We’re seeing a global rise in Indigenous-led conservation efforts. There’s a real push to include the recognition of Indigenous land rights in what’s called the 30 by 30 initiative, which is a push to protect 30 percent of the globe’s land and waters by 2030.
If those goals include the affirmation of Indigenous land rights and give people some long-term security to start managing their lands for the health of both their own livelihoods and other species, I think that could be a really exciting global shift.
We’re always going to need parks and reserves because we’ve done so much damage to other kinds of habitats. But we also need to protect places where people are making a living off the landscape in such a way that other species can live alongside them.

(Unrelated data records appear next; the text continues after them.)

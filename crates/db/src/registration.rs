//! Persisted registration lifecycle status, keyed by quote hash.

use async_trait::async_trait;
use bridge_lp_primitives::{QuoteHash, RegistrationStatus};

use crate::errors::DbResult;

/// Storage for registration lifecycle state.
///
/// Two concerns live here: the queryable per-hash status record, and the
/// submission marker — a compare-and-set row claimed exactly once per
/// hash immediately before the registration transaction is sent, so that
/// no crash/retry interleaving can submit the monetary action twice.
#[async_trait]
pub trait RegistrationDb: Send + Sync {
    /// Atomically claims the right to submit the registration for `hash`.
    ///
    /// Returns `true` exactly once per hash; every later call returns
    /// `false`.
    async fn claim_submission(&self, hash: QuoteHash) -> DbResult<bool>;

    /// Records the current lifecycle status for `hash`.
    async fn upsert_status(&self, hash: QuoteHash, status: &RegistrationStatus) -> DbResult<()>;

    /// Loads the recorded status for `hash`, if any.
    async fn fetch_status(&self, hash: QuoteHash) -> DbResult<Option<RegistrationStatus>>;

    /// All registrations whose submitted transactions still need to be
    /// observed — the set to resume polling for after a restart.
    async fn load_in_flight(&self) -> DbResult<Vec<(QuoteHash, RegistrationStatus)>>;
}
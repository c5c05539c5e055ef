//! SQLite-backed storage.

pub mod sqlite;
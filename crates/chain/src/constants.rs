//! Default knobs for chain access.

use std::time::Duration;

/// Default number of retries for transient RPC failures.
pub const DEFAULT_MAX_RETRY_COUNT: usize = 3;

/// Default pause between retries of a transient RPC failure.
pub const DEFAULT_BACKOFF_PERIOD: Duration = Duration::from_secs(1);

/// Default pause between successive receipt polls.
pub const DEFAULT_POLL_INTERVAL: Duration = Duration::from_secs(5);
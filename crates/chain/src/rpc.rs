//! JSON-RPC implementation of the contract-chain client over an EVM
//! endpoint, plus the local quote signer.

use alloy::{
    contract::Error as ContractError,
    network::{EthereumWallet, TransactionBuilder},
    providers::{DynProvider, Provider, ProviderBuilder},
    rpc::types::TransactionRequest,
    signers::{local::PrivateKeySigner, Signer},
    sol,
    transports::{RpcError, TransportErrorKind},
};
use alloy_primitives::{Address, Bytes, B256, U256};
use async_trait::async_trait;
use bridge_lp_primitives::{DepositProof, ParsedQuote, QuoteHash, TxRef};
use secp256k1::PublicKey;
use tracing::debug;

use crate::{
    contract::{ContractChainClient, ProviderSigner, TxStatus},
    error::{ChainError, ChainResult},
};

sol! {
    #[sol(rpc)]
    interface ILiquidityBridgeContract {
        struct PegInQuote {
            bytes fedBtcAddress;
            address lbcAddress;
            address liquidityProviderRskAddress;
            bytes btcRefundAddress;
            address rskRefundAddress;
            bytes liquidityProviderBtcAddress;
            uint256 callFee;
            uint256 penaltyFee;
            address contractAddress;
            bytes data;
            uint256 gasLimit;
            int64 nonce;
            uint256 value;
            uint32 agreementTimestamp;
            uint32 timeForDeposit;
            uint32 callTime;
            uint16 depositConfirmations;
            bool callOnRegister;
        }

        function getAvailableLiquidity(address provider) external view returns (uint256);
        function getCollateral(address provider) external view returns (uint256);
        function registerPegIn(
            PegInQuote quote,
            bytes signature,
            bytes btcRawTransaction,
            bytes partialMerkleTree,
            uint256 height
        ) external returns (uint256);
        function registerPegInWithoutTx(
            PegInQuote quote,
            bytes signature,
            bytes btcRawTransaction,
            bytes partialMerkleTree,
            uint256 height
        ) external returns (uint256);
        function callForUser(PegInQuote quote) external payable returns (bool);
    }

    #[sol(rpc)]
    interface IFederationBridge {
        function getFederationSize() external view returns (uint256);
        function getFederationThreshold() external view returns (uint256);
        function getFederatorPublicKey(uint256 index) external view returns (bytes);
        function getFederationAddress() external view returns (string);
        function getActiveFederationCreationBlockHeight() external view returns (uint256);
    }
}

/// [`ContractChainClient`] backed by an EVM JSON-RPC endpoint.
///
/// Holds one shared provider for both the liquidity bridge contract and
/// the federation bridge; submissions are signed by the wallet the
/// provider was built with.
#[derive(Debug, Clone)]
pub struct RpcContractChain {
    provider: DynProvider,
    lbc_addr: Address,
    bridge_addr: Address,
    required_confirmations: u64,
}

impl RpcContractChain {
    /// Connects to the endpoint and wires the wallet used for
    /// submissions.
    pub async fn connect(
        endpoint: &str,
        wallet_signer: PrivateKeySigner,
        lbc_addr: Address,
        bridge_addr: Address,
        required_confirmations: u64,
    ) -> ChainResult<Self> {
        debug!(endpoint, %lbc_addr, "connecting to contract chain");
        let wallet = EthereumWallet::from(wallet_signer);
        let provider = ProviderBuilder::new()
            .wallet(wallet)
            .connect(endpoint)
            .await
            .map_err(map_rpc_err)?
            .erased();

        Ok(Self {
            provider,
            lbc_addr,
            bridge_addr,
            required_confirmations,
        })
    }

    fn lbc(&self) -> ILiquidityBridgeContract::ILiquidityBridgeContractInstance<DynProvider> {
        ILiquidityBridgeContract::new(self.lbc_addr, self.provider.clone())
    }

    fn bridge(&self) -> IFederationBridge::IFederationBridgeInstance<DynProvider> {
        IFederationBridge::new(self.bridge_addr, self.provider.clone())
    }
}

fn sol_quote(quote: &ParsedQuote) -> ILiquidityBridgeContract::PegInQuote {
    ILiquidityBridgeContract::PegInQuote {
        fedBtcAddress: quote.fed_btc_address.clone(),
        lbcAddress: quote.lbc_address,
        liquidityProviderRskAddress: quote.liquidity_provider_rsk_address,
        btcRefundAddress: quote.btc_refund_address.clone(),
        rskRefundAddress: quote.rsk_refund_address,
        liquidityProviderBtcAddress: quote.liquidity_provider_btc_address.clone(),
        callFee: quote.call_fee,
        penaltyFee: quote.penalty_fee,
        contractAddress: quote.contract_address,
        data: quote.data.clone(),
        gasLimit: quote.gas_limit,
        nonce: quote.nonce,
        value: quote.value,
        agreementTimestamp: quote.agreement_timestamp,
        timeForDeposit: quote.time_for_deposit,
        callTime: quote.call_time,
        depositConfirmations: quote.deposit_confirmations,
        callOnRegister: quote.call_on_register,
    }
}

fn map_rpc_err(err: RpcError<TransportErrorKind>) -> ChainError {
    if err.is_error_resp() {
        // The node executed the request and rejected it; retrying cannot
        // change the outcome.
        ChainError::Fatal(err.to_string())
    } else {
        ChainError::Transient(err.to_string())
    }
}

fn map_contract_err(err: ContractError) -> ChainError {
    match err {
        ContractError::TransportError(rpc) => map_rpc_err(rpc),
        other => ChainError::Fatal(other.to_string()),
    }
}

fn to_u32(value: U256, what: &str) -> ChainResult<u32> {
    u32::try_from(value).map_err(|_| ChainError::Fatal(format!("{what} out of range: {value}")))
}

fn to_u64(value: U256, what: &str) -> ChainResult<u64> {
    u64::try_from(value).map_err(|_| ChainError::Fatal(format!("{what} out of range: {value}")))
}

#[async_trait]
impl ContractChainClient for RpcContractChain {
    async fn available_liquidity(&self, provider: Address) -> ChainResult<U256> {
        self.lbc()
            .getAvailableLiquidity(provider)
            .call()
            .await
            .map_err(map_contract_err)
    }

    async fn collateral(&self, provider: Address) -> ChainResult<U256> {
        self.lbc()
            .getCollateral(provider)
            .call()
            .await
            .map_err(map_contract_err)
    }

    async fn fed_size(&self) -> ChainResult<u32> {
        let size = self
            .bridge()
            .getFederationSize()
            .call()
            .await
            .map_err(map_contract_err)?;
        to_u32(size, "federation size")
    }

    async fn fed_threshold(&self) -> ChainResult<u32> {
        let threshold = self
            .bridge()
            .getFederationThreshold()
            .call()
            .await
            .map_err(map_contract_err)?;
        to_u32(threshold, "federation threshold")
    }

    async fn fed_public_key(&self, index: u32) -> ChainResult<PublicKey> {
        let raw = self
            .bridge()
            .getFederatorPublicKey(U256::from(index))
            .call()
            .await
            .map_err(map_contract_err)?;
        PublicKey::from_slice(&raw)
            .map_err(|e| ChainError::Fatal(format!("federator key {index} malformed: {e}")))
    }

    async fn fed_address(&self) -> ChainResult<String> {
        self.bridge()
            .getFederationAddress()
            .call()
            .await
            .map_err(map_contract_err)
    }

    async fn active_fed_block_height(&self) -> ChainResult<u64> {
        let height = self
            .bridge()
            .getActiveFederationCreationBlockHeight()
            .call()
            .await
            .map_err(map_contract_err)?;
        to_u64(height, "federation activation height")
    }

    async fn estimate_gas(&self, to: Address, value: U256, data: Bytes) -> ChainResult<u64> {
        let tx = TransactionRequest::default()
            .with_to(to)
            .with_value(value)
            .with_input(data);
        self.provider.estimate_gas(tx).await.map_err(map_rpc_err)
    }

    async fn gas_price(&self) -> ChainResult<U256> {
        let price = self.provider.get_gas_price().await.map_err(map_rpc_err)?;
        Ok(U256::from(price))
    }

    async fn register_peg_in(
        &self,
        quote: &ParsedQuote,
        signature: &Bytes,
        proof: &DepositProof,
    ) -> ChainResult<TxRef> {
        let pending = self
            .lbc()
            .registerPegIn(
                sol_quote(quote),
                signature.clone(),
                Bytes::copy_from_slice(proof.raw_tx()),
                Bytes::copy_from_slice(proof.merkle_proof()),
                U256::from(proof.block_height()),
            )
            .send()
            .await
            .map_err(map_contract_err)?;

        Ok(TxRef(*pending.tx_hash()))
    }

    async fn register_peg_in_without_tx(
        &self,
        quote: &ParsedQuote,
        signature: &Bytes,
        proof: &DepositProof,
    ) -> ChainResult<TxRef> {
        let pending = self
            .lbc()
            .registerPegInWithoutTx(
                sol_quote(quote),
                signature.clone(),
                Bytes::copy_from_slice(proof.raw_tx()),
                Bytes::copy_from_slice(proof.merkle_proof()),
                U256::from(proof.block_height()),
            )
            .send()
            .await
            .map_err(map_contract_err)?;

        Ok(TxRef(*pending.tx_hash()))
    }

    async fn call_for_user(&self, quote: &ParsedQuote) -> ChainResult<TxRef> {
        let pending = self
            .lbc()
            .callForUser(sol_quote(quote))
            .value(quote.value)
            .send()
            .await
            .map_err(map_contract_err)?;

        Ok(TxRef(*pending.tx_hash()))
    }

    async fn tx_status(&self, tx_ref: TxRef) -> ChainResult<TxStatus> {
        let receipt = self
            .provider
            .get_transaction_receipt(tx_ref.0)
            .await
            .map_err(map_rpc_err)?;

        let Some(receipt) = receipt else {
            return Ok(TxStatus::Pending);
        };

        if !receipt.status() {
            return Ok(TxStatus::Reverted);
        }

        let Some(included_at) = receipt.block_number else {
            return Ok(TxStatus::Pending);
        };

        let tip = self.provider.get_block_number().await.map_err(map_rpc_err)?;
        let depth = tip.saturating_sub(included_at) + 1;
        if depth >= self.required_confirmations {
            Ok(TxStatus::Confirmed)
        } else {
            Ok(TxStatus::Pending)
        }
    }
}

/// [`ProviderSigner`] backed by a local private key.
#[derive(Debug, Clone)]
pub struct LocalQuoteSigner {
    signer: PrivateKeySigner,
}

impl LocalQuoteSigner {
    /// Wraps a local key.
    pub const fn new(signer: PrivateKeySigner) -> Self {
        Self { signer }
    }
}

#[async_trait]
impl ProviderSigner for LocalQuoteSigner {
    async fn sign_quote(&self, hash: QuoteHash) -> ChainResult<Bytes> {
        let digest = B256::from(*hash.as_bytes());
        let signature = self
            .signer
            .sign_hash(&digest)
            .await
            .map_err(|e| ChainError::Fatal(format!("quote signing failed: {e}")))?;
        Ok(Bytes::copy_from_slice(&signature.as_bytes()))
    }
}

Focusing on extinction alone can backfire
A lot of success stories, though inspiring, do seem hyper-localized. That is a depressing thought to me when I think about the scale of the problem. Do you think scale is relevant here, or is that the wrong way to think about it?
I get very depressed when I think about the small scale of some conservation successes. I get depressed about timescales, as well.

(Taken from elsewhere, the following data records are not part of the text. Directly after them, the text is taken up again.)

use http::Method;
use serde::{Deserialize, Serialize};
use std::fmt;
use url::Url;

use crate::{ErrorKind, Result};

/// Placeholder for numeric path segments in a normalized route
const ID_PLACEHOLDER: &str = ":id";

/// Identifies the rate limit bucket a request belongs to.
///
/// Any string works as a key. Since buckets are never evicted, keys should
/// have low cardinality: use a route template rather than the raw path with
/// interpolated ids. [`BucketKey::from_route`] does that for you.
///
/// # Examples
///
/// ```
/// use pacer_lib::BucketKey;
/// use http::Method;
/// use url::Url;
///
/// let url = Url::parse("https://discord.com/api/channels/81384788765712384/messages").unwrap();
/// let key = BucketKey::from_route(&Method::POST, &url).unwrap();
/// assert_eq!(key.as_str(), "POST discord.com/api/channels/:id/messages");
/// ```
#[derive(Debug, Clone, PartialEq, Eq, Hash, Serialize, Deserialize)]
pub struct BucketKey(String);

impl BucketKey {
    /// Derive a key from the method and URL of a request.
    ///
    /// The key consists of the method, the lowercased host (and port, if
    /// any) and the path, where every purely numeric segment is replaced by
    /// `:id`. Query and fragment are ignored.
    ///
    /// # Errors
    ///
    /// Returns [`ErrorKind::InvalidUrlHost`] if the URL has no host.
    pub fn from_route(method: &Method, url: &Url) -> Result<Self> {
        let host = url.host_str().ok_or(ErrorKind::InvalidUrlHost)?;

        let mut key = format!("{method} {}", host.to_lowercase());
        if let Some(port) = url.port() {
            key.push_str(&format!(":{port}"));
        }

        match url.path_segments() {
            Some(segments) => {
                for segment in segments {
                    key.push('/');
                    if is_id(segment) {
                        key.push_str(ID_PLACEHOLDER);
                    } else {
                        key.push_str(segment);
                    }
                }
            }
            None => key.push('/'),
        }

        Ok(BucketKey(key))
    }

    /// Get the key as a string slice
    #[must_use]
    pub fn as_str(&self) -> &str {
        &self.0
    }

    /// Get the key as an owned String
    #[must_use]
    pub fn into_string(self) -> String {
        self.0
    }
}

fn is_id(segment: &str) -> bool {
    !segment.is_empty() && segment.bytes().all(|b| b.is_ascii_digit())
}

impl fmt::Display for BucketKey {
    fn fmt(&self, f: &mut fmt::Formatter<'_>) -> fmt::Result {
        write!(f, "{}", self.0)
    }
}

impl From<String> for BucketKey {
    fn from(key: String) -> Self {
        BucketKey(key)
    }
}

impl From<&str> for BucketKey {
    fn from(key: &str) -> Self {
        BucketKey(key.to_string())
    }
}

Some of these efforts that are successful have taken decades and decades to get to where they are today, and it often feels like we’re starting too late with too little.
That said, the conservation effort in Namibia and others are actually quite large scale. They started out very small and grassroots, but they’re now a national institution. They’ve been around for decades.
Not to be a downer, but it’s just tough. I understand that extinction is perhaps not the best metric to be using to assess where we are today, but across the board, it just really seems like things are moving in the wrong direction. What do you tell people who just point to the data and say, “Things obviously aren’t going well”?
I tell them I agree. I totally sympathize with the focus on extinction because it is irreversible. Regardless of what some people might tell you about creating elephant-woolly mammoth hybrids, there is no reversing extinction.
But, at the same time, if we aren’t able to at least shift part of our attention to these longer-term efforts that are trying to protect species while they’re still common and put in place structures that will conserve species broadly, rather than just one by one, we’re just going to have more and more and more extinctions. It’s a very human problem: Do we focus on the crisis or do we focus on the long-term solution?
I also think that — as important as it can seem to focus on every looming extinction — it can backfire. People do get numb to the constant drumbeat of extinction coverage.
Yes, sometimes it feels like literally every story is exactly the same. It’s like, “Oh, here’s what we’ve lost. Great.”
Right? You could almost, you know, write a Mad Libs about these stories.
So would it be fair to say that you have hope?
I take refuge in a quote from Aldo Leopold. Leopold was a very optimistic person. At one point, when he was in a very grim mood, he wrote to a friend of his and said, “That the situation is hopeless should not prevent us from doing our best.”